Aim of the exercise: Write only how many lines of the listing below include the string "Send".
■ ■ ■ ■ ■ ■ ■
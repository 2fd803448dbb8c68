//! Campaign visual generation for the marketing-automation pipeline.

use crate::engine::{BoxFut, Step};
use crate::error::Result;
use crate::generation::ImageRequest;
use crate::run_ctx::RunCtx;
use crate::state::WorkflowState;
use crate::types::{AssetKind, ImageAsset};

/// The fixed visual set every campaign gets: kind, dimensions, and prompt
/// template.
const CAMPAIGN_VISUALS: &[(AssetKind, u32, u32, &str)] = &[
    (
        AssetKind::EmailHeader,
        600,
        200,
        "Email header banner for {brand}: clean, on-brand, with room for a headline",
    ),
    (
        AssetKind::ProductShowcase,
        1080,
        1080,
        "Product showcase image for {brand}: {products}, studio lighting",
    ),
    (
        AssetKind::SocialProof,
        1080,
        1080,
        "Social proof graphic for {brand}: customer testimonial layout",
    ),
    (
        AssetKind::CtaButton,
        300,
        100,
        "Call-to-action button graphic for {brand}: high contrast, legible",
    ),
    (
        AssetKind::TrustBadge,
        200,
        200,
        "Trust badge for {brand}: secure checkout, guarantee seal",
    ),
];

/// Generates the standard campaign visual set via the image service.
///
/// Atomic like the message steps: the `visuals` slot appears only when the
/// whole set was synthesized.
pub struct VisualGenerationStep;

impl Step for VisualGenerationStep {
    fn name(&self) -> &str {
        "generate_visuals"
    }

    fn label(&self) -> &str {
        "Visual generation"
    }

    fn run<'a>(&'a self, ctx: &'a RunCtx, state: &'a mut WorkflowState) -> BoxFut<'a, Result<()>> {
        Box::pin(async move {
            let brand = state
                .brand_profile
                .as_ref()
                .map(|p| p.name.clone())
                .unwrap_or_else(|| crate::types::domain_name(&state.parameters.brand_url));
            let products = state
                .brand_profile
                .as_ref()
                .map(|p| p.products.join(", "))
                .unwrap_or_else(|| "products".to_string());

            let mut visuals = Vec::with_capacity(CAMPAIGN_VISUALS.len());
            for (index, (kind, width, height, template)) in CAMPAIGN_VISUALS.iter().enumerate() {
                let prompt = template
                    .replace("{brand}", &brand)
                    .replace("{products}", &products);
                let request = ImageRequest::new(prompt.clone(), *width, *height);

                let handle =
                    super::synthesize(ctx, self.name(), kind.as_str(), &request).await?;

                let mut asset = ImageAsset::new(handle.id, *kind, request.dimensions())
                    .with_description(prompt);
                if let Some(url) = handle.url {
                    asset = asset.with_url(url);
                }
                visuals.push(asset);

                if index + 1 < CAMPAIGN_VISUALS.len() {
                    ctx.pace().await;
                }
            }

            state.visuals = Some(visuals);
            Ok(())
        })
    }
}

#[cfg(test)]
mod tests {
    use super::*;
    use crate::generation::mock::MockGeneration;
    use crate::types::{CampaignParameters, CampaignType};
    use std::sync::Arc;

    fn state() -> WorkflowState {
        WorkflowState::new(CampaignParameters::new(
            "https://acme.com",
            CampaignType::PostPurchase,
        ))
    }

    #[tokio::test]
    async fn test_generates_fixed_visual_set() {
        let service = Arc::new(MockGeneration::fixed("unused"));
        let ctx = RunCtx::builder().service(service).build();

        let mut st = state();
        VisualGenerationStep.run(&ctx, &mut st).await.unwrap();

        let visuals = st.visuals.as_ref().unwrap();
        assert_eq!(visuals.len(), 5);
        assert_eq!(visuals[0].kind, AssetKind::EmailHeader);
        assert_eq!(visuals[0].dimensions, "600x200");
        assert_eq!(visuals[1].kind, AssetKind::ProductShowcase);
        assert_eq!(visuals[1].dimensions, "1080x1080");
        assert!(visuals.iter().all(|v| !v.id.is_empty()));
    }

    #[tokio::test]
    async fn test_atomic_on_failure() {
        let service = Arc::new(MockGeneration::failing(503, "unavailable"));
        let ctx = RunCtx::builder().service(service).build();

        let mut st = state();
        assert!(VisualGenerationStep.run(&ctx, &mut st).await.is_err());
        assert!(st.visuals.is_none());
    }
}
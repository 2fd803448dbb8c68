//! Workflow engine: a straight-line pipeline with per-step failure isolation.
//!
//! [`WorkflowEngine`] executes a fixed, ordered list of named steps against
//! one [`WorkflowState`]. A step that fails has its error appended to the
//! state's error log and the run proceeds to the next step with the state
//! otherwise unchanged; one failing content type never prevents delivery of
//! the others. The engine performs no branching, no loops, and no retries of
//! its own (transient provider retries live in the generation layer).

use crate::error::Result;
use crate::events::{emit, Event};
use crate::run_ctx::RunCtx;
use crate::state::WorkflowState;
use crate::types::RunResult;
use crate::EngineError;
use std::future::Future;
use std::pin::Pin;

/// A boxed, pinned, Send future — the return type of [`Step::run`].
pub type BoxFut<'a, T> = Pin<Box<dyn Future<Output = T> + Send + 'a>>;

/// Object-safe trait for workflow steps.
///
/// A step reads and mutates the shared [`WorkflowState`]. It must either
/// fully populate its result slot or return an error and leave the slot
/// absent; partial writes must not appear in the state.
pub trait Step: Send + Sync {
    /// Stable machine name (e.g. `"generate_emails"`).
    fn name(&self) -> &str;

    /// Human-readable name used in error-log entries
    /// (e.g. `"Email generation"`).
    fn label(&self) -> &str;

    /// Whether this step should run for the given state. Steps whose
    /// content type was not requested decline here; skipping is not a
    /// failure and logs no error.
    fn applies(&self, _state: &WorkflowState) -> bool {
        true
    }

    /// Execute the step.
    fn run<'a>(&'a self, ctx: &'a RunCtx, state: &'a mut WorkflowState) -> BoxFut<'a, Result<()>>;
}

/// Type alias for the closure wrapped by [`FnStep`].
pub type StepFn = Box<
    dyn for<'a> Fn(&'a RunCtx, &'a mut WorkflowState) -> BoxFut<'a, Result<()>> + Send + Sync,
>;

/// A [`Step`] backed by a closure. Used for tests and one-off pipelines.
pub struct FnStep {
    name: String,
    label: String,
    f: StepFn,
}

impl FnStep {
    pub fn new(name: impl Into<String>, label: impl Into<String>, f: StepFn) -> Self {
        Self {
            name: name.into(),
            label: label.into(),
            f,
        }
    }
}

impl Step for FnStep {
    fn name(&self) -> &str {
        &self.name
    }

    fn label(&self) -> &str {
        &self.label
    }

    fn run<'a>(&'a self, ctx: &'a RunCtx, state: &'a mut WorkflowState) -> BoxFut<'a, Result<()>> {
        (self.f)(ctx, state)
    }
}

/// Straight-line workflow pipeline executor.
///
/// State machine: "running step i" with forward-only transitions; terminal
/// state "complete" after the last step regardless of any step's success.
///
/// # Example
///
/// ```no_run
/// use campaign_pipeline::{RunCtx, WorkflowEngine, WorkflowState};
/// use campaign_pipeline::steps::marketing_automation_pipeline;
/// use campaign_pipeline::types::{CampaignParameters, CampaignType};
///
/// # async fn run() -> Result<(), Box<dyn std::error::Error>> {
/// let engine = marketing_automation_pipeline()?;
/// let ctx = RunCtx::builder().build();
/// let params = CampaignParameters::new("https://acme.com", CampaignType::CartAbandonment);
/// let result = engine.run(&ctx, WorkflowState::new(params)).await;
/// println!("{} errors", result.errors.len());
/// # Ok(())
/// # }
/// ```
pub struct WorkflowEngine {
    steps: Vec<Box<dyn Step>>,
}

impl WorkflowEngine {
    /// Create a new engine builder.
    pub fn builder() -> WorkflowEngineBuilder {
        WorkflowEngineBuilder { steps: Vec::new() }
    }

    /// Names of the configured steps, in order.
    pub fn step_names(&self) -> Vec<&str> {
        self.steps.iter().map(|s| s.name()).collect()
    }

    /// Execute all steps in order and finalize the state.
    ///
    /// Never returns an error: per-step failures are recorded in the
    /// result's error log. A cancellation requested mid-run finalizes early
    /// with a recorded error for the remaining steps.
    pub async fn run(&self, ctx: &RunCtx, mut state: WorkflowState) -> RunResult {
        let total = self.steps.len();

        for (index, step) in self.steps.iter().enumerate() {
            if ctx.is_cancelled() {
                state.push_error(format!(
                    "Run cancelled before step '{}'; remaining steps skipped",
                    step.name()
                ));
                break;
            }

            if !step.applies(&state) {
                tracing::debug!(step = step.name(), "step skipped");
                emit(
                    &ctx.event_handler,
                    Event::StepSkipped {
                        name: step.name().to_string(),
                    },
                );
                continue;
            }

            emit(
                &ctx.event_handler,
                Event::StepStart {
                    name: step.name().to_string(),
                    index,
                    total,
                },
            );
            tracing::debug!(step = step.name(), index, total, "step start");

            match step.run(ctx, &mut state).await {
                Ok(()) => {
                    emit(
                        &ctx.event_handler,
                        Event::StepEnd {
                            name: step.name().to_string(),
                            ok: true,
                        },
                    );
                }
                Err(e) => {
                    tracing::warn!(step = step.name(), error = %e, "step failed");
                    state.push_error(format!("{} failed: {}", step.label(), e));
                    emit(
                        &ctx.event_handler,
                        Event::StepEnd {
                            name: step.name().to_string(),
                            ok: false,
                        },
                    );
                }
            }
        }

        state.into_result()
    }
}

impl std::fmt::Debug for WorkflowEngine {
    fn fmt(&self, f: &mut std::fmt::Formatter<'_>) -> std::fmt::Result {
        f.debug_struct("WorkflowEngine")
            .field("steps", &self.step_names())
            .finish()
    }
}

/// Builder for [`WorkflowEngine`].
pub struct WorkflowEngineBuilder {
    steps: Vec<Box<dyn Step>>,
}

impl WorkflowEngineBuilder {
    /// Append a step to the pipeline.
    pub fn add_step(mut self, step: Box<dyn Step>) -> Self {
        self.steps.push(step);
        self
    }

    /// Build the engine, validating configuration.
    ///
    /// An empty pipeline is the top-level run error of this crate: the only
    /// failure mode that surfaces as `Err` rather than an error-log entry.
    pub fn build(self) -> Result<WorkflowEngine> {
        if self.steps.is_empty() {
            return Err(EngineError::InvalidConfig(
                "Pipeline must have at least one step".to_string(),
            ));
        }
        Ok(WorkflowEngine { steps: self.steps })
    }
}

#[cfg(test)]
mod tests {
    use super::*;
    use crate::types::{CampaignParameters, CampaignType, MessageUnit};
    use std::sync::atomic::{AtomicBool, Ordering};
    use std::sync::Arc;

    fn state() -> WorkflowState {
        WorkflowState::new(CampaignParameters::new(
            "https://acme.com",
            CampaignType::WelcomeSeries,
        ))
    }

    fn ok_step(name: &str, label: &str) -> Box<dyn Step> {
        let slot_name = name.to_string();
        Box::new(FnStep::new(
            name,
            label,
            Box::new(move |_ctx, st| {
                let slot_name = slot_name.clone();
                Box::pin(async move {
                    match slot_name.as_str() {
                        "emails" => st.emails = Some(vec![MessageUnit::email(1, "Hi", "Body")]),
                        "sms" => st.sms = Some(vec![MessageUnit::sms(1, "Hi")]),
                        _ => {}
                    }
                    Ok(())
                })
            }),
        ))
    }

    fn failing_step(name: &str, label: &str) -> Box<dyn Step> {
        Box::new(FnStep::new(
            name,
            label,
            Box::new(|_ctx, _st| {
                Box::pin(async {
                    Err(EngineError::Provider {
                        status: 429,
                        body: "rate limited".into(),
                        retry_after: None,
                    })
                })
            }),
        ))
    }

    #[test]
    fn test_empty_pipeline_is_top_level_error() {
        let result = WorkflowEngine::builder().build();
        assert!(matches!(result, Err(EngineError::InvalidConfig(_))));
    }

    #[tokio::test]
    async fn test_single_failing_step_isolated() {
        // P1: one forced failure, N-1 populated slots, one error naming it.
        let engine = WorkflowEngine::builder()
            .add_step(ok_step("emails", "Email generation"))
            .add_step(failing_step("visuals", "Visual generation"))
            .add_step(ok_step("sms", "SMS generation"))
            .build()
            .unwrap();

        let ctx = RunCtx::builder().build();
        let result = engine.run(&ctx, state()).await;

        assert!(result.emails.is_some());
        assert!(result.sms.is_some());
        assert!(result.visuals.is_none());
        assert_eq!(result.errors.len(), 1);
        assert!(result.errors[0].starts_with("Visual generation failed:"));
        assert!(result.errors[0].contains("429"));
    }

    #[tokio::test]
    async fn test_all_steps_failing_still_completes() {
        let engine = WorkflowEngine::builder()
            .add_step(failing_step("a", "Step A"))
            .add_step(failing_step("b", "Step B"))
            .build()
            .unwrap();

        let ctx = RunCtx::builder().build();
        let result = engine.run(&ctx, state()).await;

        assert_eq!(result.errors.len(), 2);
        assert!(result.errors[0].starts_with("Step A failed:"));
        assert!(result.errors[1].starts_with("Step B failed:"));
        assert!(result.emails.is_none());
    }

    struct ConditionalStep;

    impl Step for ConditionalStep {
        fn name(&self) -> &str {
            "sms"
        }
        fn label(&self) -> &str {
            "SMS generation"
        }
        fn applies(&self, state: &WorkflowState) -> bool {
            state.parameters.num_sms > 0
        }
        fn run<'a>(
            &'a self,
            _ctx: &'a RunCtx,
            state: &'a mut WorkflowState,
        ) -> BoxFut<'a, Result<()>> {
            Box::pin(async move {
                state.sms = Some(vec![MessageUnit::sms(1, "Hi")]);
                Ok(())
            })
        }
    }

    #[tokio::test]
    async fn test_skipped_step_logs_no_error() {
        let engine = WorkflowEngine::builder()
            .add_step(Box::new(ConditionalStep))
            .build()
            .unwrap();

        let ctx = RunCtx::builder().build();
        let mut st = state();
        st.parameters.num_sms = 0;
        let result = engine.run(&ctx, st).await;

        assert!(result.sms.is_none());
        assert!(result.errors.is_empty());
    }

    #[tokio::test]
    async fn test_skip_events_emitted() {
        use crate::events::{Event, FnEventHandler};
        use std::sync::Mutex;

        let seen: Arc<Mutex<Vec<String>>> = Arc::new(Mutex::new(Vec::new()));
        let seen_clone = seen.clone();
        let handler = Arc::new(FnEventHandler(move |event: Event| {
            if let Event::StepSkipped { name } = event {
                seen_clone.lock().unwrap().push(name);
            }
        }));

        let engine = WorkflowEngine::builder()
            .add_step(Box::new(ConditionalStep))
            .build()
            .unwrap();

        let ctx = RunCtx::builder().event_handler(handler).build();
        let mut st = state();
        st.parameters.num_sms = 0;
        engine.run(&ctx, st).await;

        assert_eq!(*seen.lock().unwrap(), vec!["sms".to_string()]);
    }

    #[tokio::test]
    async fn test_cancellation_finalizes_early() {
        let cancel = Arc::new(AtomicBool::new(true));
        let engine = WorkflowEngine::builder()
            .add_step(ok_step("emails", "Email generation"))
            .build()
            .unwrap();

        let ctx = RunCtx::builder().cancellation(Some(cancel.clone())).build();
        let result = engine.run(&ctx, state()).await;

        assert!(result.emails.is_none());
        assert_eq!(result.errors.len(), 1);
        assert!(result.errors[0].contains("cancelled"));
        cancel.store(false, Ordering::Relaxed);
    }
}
■ ■ ■ ■ ■ ■ ■
Exercise output: 4